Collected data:
* * * * * * *

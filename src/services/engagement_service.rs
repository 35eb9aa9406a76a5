// EngagementService - likes and comments on posts

use crate::{
    core::{PostId, ProfileId},
    entities::{EntComment, EntPost},
    error::AppResult,
    infrastructure::database::SocialDatabase,
    models::validation::{validate_text, TextRule},
};

pub const COMMENT_ADDED: &str = "Your comment has been successfully added to the post.";

/// Result of a like toggle
#[derive(Debug, Clone, Copy, PartialEq, Eq)]
pub enum LikeOutcome {
    Liked,
    Unliked,
}

impl LikeOutcome {
    pub fn message(self) -> &'static str {
        match self {
            LikeOutcome::Liked => "You have successfully liked the post.",
            LikeOutcome::Unliked => "Your like was successfully removed.",
        }
    }
}

pub const COMMENT_CONTENT: TextRule = TextRule::required(2000);

#[derive(Clone)]
pub struct EngagementService {
    db: SocialDatabase,
}

impl EngagementService {
    pub fn new(db: SocialDatabase) -> Self {
        Self { db }
    }

    pub async fn has_liked(&self, actor: ProfileId, post: PostId) -> AppResult<bool> {
        let row = sqlx::query("SELECT 1 FROM post_likes WHERE post_id = ? AND profile_id = ?")
            .bind(post)
            .bind(actor)
            .fetch_optional(&self.db.pool)
            .await?;
        Ok(row.is_some())
    }

    /// Flip `actor`'s like on `post`.
    pub async fn like_unlike(&self, actor: ProfileId, post: &EntPost) -> AppResult<LikeOutcome> {
        let outcome = if self.has_liked(actor, post.id).await? {
            sqlx::query("DELETE FROM post_likes WHERE post_id = ? AND profile_id = ?")
                .bind(post.id)
                .bind(actor)
                .execute(&self.db.pool)
                .await?;
            LikeOutcome::Unliked
        } else {
            sqlx::query("INSERT OR IGNORE INTO post_likes (post_id, profile_id) VALUES (?, ?)")
                .bind(post.id)
                .bind(actor)
                .execute(&self.db.pool)
                .await?;
            LikeOutcome::Liked
        };

        tracing::info!("profile {} {:?} post {}", actor, outcome, post.id);
        Ok(outcome)
    }

    /// Validate `content` and attach a new comment by `actor` to `post`.
    pub async fn add_comment(
        &self,
        actor: ProfileId,
        post: &EntPost,
        content: Option<String>,
    ) -> AppResult<EntComment> {
        let content = validate_text("content", content, COMMENT_CONTENT)?;
        let comment = EntComment::create(&self.db, actor, post.id, &content).await?;
        tracing::info!("profile {} commented on post {} ({})", actor, post.id, comment.id);
        Ok(comment)
    }

    /// Usernames of profiles that liked `post`, alphabetical.
    pub async fn likers_of(&self, post: PostId) -> AppResult<Vec<String>> {
        let usernames = sqlx::query_scalar::<_, String>(
            r#"
            SELECT p.username FROM post_likes l
            JOIN profiles p ON p.id = l.profile_id
            WHERE l.post_id = ?
            ORDER BY p.username
            "#,
        )
        .bind(post)
        .fetch_all(&self.db.pool)
        .await?;
        Ok(usernames)
    }
}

* * * * * * *

▶ PROBLEM DETAILS
Would you please print every record exactly as written?

▶ OUTPUT FOR THIS EXERCISE
filename src/services/engagement_service.rs
repository 35eb9aa9406a76a5
// EngagementService - likes and comments on posts

use crate::{
    core::{PostId, ProfileId},
    entities::{EntComment, EntPost},
    error::AppResult,
    infrastructure::database::SocialDatabase,
    models::validation::{validate_text, TextRule},
};

pub const COMMENT_ADDED: &str = "Your comment has been successfully added to the post.";

/// Result of a like toggle
#[derive(Debug, Clone, Copy, PartialEq, Eq)]
pub enum LikeOutcome {
    Liked,
    Unliked,
}

impl LikeOutcome {
    pub fn message(self) -> &'static str {
        match self {
            LikeOutcome::Liked => "You have successfully liked the post.",
            LikeOutcome::Unliked => "Your like was successfully removed.",
        }
    }
}

pub const COMMENT_CONTENT: TextRule = TextRule::required(2000);

#[derive(Clone)]
pub struct EngagementService {
    db: SocialDatabase,
}

impl EngagementService {
    pub fn new(db: SocialDatabase) -> Self {
        Self { db }
    }

    pub async fn has_liked(&self, actor: ProfileId, post: PostId) -> AppResult<bool> {
        let row = sqlx::query("SELECT 1 FROM post_likes WHERE post_id = ? AND profile_id = ?")
            .bind(post)
            .bind(actor)
            .fetch_optional(&self.db.pool)
            .await?;
        Ok(row.is_some())
    }

    /// Flip `actor`'s like on `post`.
    pub async fn like_unlike(&self, actor: ProfileId, post: &EntPost) -> AppResult<LikeOutcome> {
        let outcome = if self.has_liked(actor, post.id).await? {
            sqlx::query("DELETE FROM post_likes WHERE post_id = ? AND profile_id = ?")
                .bind(post.id)
                .bind(actor)
                .execute(&self.db.pool)
                .await?;
            LikeOutcome::Unliked
        } else {
            sqlx::query("INSERT OR IGNORE INTO post_likes (post_id, profile_id) VALUES (?, ?)")
                .bind(post.id)
                .bind(actor)
                .execute(&self.db.pool)
                .await?;
            LikeOutcome::Liked
        };

        tracing::info!("profile {} {:?} post {}", actor, outcome, post.id);
        Ok(outcome)
    }

    /// Validate `content` and attach a new comment by `actor` to `post`.
    pub async fn add_comment(
        &self,
        actor: ProfileId,
        post: &EntPost,
        content: Option<String>,
    ) -> AppResult<EntComment> {
        let content = validate_text("content", content, COMMENT_CONTENT)?;
        let comment = EntComment::create(&self.db, actor, post.id, &content).await?;
        tracing::info!("profile {} commented on post {} ({})", actor, post.id, comment.id);
        Ok(comment)
    }

    /// Usernames of profiles that liked `post`, alphabetical.
    pub async fn likers_of(&self, post: PostId) -> AppResult<Vec<String>> {
        let usernames = sqlx::query_scalar::<_, String>(
            r#"
            SELECT p.username FROM post_likes l
            JOIN profiles p ON p.id = l.profile_id
            WHERE l.post_id = ?
            ORDER BY p.username
            "#,
        )
        .bind(post)
        .fetch_all(&self.db.pool)
        .await?;
        Ok(usernames)
    }
}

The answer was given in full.